Top of Source records
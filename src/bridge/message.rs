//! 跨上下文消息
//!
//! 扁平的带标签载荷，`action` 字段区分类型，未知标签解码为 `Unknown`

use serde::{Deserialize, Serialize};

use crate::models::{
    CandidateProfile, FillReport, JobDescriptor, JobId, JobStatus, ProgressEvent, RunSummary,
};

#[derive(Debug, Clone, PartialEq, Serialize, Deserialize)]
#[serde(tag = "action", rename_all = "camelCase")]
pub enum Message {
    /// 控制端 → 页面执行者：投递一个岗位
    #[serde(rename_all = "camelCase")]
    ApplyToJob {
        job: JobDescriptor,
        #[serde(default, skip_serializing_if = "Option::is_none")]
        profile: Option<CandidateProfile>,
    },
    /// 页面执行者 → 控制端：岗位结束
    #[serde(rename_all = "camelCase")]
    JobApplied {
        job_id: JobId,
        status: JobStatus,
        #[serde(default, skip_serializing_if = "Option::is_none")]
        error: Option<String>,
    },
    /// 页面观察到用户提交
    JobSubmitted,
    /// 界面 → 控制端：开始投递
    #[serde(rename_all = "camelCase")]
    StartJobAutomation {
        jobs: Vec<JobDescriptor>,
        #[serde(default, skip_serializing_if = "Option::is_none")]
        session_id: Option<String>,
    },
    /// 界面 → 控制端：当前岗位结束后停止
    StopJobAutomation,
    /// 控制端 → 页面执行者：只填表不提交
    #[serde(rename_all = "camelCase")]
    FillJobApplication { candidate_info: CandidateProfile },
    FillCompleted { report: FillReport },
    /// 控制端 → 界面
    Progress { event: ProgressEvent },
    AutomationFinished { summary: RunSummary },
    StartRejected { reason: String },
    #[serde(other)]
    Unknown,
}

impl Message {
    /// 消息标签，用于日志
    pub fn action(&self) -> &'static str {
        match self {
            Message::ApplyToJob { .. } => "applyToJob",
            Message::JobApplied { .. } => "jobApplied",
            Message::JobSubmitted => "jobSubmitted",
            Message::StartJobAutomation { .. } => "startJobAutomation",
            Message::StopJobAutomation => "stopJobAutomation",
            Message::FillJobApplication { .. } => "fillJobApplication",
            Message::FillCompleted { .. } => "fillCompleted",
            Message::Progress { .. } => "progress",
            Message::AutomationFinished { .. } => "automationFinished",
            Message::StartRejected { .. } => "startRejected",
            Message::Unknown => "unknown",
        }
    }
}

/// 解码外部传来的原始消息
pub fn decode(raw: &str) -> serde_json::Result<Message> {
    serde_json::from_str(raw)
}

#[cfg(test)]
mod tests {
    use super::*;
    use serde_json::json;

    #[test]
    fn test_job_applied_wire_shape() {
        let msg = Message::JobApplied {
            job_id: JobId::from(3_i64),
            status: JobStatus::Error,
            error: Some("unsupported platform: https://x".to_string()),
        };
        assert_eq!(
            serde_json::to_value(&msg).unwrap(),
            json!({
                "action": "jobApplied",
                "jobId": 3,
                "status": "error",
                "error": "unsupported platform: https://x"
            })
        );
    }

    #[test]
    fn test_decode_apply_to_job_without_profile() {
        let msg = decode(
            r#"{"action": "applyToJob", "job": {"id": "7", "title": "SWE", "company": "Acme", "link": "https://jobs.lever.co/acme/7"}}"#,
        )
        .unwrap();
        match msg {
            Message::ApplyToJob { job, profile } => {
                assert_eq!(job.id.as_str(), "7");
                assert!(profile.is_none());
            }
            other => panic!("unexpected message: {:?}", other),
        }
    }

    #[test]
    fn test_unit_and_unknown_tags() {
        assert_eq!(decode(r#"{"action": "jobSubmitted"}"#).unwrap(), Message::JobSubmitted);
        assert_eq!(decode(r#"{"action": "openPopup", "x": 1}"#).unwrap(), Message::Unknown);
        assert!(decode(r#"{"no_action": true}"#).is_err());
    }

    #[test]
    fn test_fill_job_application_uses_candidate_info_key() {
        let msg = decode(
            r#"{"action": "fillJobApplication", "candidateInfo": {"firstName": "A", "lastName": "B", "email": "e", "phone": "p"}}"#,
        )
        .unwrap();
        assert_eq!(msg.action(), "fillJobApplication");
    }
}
Bottom of Source records
Top of Source records
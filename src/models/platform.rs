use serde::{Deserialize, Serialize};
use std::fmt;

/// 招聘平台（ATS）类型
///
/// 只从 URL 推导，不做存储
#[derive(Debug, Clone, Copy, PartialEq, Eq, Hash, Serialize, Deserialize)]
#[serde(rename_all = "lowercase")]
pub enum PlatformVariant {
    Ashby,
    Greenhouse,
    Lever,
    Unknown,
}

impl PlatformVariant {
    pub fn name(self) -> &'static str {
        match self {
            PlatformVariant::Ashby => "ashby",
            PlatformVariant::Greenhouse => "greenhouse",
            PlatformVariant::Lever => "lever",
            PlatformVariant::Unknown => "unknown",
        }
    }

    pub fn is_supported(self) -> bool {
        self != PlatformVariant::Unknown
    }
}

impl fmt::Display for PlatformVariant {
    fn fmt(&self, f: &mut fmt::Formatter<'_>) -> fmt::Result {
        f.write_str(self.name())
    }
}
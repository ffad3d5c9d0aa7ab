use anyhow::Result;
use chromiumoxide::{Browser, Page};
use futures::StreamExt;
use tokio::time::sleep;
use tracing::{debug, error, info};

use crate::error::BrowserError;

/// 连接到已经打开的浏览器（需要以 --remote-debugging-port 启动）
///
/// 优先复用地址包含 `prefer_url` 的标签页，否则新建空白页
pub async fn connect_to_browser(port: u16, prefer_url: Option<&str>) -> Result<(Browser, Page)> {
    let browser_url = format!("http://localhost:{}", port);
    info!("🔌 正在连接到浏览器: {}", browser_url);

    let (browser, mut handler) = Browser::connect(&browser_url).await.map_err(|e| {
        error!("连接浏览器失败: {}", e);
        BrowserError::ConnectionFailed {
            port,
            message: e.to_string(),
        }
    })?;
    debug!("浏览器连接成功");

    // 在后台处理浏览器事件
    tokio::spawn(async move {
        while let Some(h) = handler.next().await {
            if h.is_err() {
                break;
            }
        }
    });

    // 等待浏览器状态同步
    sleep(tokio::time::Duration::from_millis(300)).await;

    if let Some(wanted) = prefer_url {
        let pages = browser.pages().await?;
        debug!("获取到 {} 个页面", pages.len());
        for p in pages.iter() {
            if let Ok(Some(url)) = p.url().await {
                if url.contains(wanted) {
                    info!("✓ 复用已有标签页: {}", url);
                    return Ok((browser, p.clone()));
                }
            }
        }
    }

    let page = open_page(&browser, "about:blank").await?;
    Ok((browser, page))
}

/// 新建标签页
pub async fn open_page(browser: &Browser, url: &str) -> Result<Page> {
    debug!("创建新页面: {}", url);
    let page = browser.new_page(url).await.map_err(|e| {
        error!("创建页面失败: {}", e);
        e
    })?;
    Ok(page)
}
Bottom of Source records
Top of Source records
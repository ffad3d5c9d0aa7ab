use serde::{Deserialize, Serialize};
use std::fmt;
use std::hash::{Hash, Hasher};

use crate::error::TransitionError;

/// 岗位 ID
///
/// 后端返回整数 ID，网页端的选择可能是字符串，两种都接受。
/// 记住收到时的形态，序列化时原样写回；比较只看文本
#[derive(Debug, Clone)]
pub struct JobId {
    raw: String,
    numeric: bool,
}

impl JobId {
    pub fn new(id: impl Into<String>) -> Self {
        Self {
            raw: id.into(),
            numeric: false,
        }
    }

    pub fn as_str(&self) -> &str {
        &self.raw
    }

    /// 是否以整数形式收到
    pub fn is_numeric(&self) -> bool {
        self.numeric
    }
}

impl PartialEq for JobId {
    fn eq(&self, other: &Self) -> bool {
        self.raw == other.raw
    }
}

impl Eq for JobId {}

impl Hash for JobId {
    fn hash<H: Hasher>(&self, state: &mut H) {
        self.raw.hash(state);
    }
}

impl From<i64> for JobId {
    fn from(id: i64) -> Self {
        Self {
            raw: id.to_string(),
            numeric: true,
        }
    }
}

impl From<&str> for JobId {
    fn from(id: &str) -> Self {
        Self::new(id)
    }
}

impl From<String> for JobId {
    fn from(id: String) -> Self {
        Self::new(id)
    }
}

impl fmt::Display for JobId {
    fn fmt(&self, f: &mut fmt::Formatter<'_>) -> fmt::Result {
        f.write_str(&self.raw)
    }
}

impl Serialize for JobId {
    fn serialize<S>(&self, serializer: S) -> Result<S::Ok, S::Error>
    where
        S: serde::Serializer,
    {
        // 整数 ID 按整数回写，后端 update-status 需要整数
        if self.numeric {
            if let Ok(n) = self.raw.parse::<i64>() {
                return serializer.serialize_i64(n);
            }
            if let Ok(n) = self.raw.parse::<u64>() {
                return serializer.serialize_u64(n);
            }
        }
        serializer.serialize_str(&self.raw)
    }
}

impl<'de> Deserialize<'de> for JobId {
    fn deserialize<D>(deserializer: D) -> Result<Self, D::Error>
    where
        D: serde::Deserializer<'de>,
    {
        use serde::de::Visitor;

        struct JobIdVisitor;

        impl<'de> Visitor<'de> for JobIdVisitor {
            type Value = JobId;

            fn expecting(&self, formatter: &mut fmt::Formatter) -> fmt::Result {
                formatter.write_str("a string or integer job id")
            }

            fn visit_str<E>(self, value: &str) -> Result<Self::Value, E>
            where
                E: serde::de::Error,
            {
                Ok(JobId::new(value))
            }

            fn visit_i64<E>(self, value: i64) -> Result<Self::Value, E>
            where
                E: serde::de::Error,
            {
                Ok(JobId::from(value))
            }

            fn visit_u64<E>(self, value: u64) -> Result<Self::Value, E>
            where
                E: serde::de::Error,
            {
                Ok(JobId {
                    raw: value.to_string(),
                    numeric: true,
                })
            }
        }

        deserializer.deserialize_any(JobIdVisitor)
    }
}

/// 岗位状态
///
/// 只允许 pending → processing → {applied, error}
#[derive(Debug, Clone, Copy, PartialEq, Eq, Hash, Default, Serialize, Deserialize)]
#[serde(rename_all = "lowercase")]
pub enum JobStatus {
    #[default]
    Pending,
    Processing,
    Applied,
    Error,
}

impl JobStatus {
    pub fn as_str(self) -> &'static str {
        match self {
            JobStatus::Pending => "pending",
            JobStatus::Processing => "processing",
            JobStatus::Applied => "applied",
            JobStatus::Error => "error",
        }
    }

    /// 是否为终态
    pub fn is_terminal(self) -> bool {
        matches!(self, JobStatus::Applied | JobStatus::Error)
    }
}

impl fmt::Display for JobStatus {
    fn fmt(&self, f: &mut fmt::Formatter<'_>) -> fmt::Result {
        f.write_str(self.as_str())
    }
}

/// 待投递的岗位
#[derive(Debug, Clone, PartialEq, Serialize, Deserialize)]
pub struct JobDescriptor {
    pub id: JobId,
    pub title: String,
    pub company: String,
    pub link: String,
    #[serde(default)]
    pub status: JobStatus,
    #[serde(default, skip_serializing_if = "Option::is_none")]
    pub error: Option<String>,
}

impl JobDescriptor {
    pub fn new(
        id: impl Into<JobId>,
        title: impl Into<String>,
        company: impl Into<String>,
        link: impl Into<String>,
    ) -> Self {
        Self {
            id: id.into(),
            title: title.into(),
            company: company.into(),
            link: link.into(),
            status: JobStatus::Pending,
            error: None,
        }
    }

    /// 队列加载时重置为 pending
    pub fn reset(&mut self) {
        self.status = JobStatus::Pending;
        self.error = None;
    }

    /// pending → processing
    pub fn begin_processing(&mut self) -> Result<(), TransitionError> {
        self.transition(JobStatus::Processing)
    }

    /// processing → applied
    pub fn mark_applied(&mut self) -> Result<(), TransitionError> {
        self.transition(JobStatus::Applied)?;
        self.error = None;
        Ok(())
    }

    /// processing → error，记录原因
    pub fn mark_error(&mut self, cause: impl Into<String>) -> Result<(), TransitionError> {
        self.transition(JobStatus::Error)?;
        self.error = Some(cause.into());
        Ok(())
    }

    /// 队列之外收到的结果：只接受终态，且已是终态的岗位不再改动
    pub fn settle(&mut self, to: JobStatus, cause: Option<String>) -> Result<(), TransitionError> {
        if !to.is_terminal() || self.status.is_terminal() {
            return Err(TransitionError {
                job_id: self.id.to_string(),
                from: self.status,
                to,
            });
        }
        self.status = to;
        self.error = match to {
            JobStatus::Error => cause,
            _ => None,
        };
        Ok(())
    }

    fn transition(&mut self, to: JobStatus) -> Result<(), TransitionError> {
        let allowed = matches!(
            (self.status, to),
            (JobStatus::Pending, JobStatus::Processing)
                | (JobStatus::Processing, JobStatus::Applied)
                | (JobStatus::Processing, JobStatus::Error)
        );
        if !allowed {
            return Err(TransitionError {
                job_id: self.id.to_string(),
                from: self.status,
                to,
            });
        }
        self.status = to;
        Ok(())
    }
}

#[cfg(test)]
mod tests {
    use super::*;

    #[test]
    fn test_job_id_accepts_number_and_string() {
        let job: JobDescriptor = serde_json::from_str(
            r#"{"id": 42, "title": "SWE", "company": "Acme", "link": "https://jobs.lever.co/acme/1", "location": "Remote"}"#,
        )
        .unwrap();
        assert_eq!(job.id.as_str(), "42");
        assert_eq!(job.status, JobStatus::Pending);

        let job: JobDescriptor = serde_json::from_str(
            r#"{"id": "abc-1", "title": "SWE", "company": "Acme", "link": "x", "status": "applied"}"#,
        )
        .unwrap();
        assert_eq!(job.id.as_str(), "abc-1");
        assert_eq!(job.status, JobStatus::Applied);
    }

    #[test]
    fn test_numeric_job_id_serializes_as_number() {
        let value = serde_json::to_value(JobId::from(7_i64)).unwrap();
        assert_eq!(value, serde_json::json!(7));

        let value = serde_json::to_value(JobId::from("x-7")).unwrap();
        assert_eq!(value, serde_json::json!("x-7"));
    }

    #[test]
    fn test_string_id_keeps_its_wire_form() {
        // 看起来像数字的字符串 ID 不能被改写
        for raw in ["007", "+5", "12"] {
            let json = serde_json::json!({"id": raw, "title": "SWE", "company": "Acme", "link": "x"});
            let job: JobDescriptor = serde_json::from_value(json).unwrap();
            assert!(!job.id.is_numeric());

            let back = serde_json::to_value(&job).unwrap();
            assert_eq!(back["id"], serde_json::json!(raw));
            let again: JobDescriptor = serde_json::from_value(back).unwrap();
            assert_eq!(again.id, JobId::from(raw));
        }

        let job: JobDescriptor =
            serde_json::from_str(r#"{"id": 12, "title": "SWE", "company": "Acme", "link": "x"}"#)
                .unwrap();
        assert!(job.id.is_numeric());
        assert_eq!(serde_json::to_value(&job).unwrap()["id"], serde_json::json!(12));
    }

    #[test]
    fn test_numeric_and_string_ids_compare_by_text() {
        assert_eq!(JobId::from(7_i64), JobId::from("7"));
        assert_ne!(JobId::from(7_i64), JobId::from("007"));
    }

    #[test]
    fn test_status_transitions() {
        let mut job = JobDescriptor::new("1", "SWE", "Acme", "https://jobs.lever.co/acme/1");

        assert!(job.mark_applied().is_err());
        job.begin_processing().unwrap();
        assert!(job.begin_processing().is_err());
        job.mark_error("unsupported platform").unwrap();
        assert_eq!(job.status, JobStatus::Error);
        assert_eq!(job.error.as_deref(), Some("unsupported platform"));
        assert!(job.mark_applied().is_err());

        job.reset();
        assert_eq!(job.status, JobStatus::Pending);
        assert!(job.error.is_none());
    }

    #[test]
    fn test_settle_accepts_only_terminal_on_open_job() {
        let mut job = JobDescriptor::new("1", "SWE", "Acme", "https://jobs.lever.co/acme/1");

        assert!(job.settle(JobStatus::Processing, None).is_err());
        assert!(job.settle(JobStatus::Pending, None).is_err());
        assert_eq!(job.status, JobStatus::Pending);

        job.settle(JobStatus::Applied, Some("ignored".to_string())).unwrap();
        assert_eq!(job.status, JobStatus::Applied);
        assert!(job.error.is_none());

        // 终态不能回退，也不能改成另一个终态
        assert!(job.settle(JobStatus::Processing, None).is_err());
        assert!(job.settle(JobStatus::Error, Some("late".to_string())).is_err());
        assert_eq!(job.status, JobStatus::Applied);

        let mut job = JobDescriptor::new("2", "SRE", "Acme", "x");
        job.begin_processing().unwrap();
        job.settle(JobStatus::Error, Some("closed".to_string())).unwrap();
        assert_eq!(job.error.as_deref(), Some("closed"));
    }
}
Bottom of Source records
__Required action__
Only a number is asked for here: the count of lines in the records that hold "ProgressEvent".

__The completed task__
2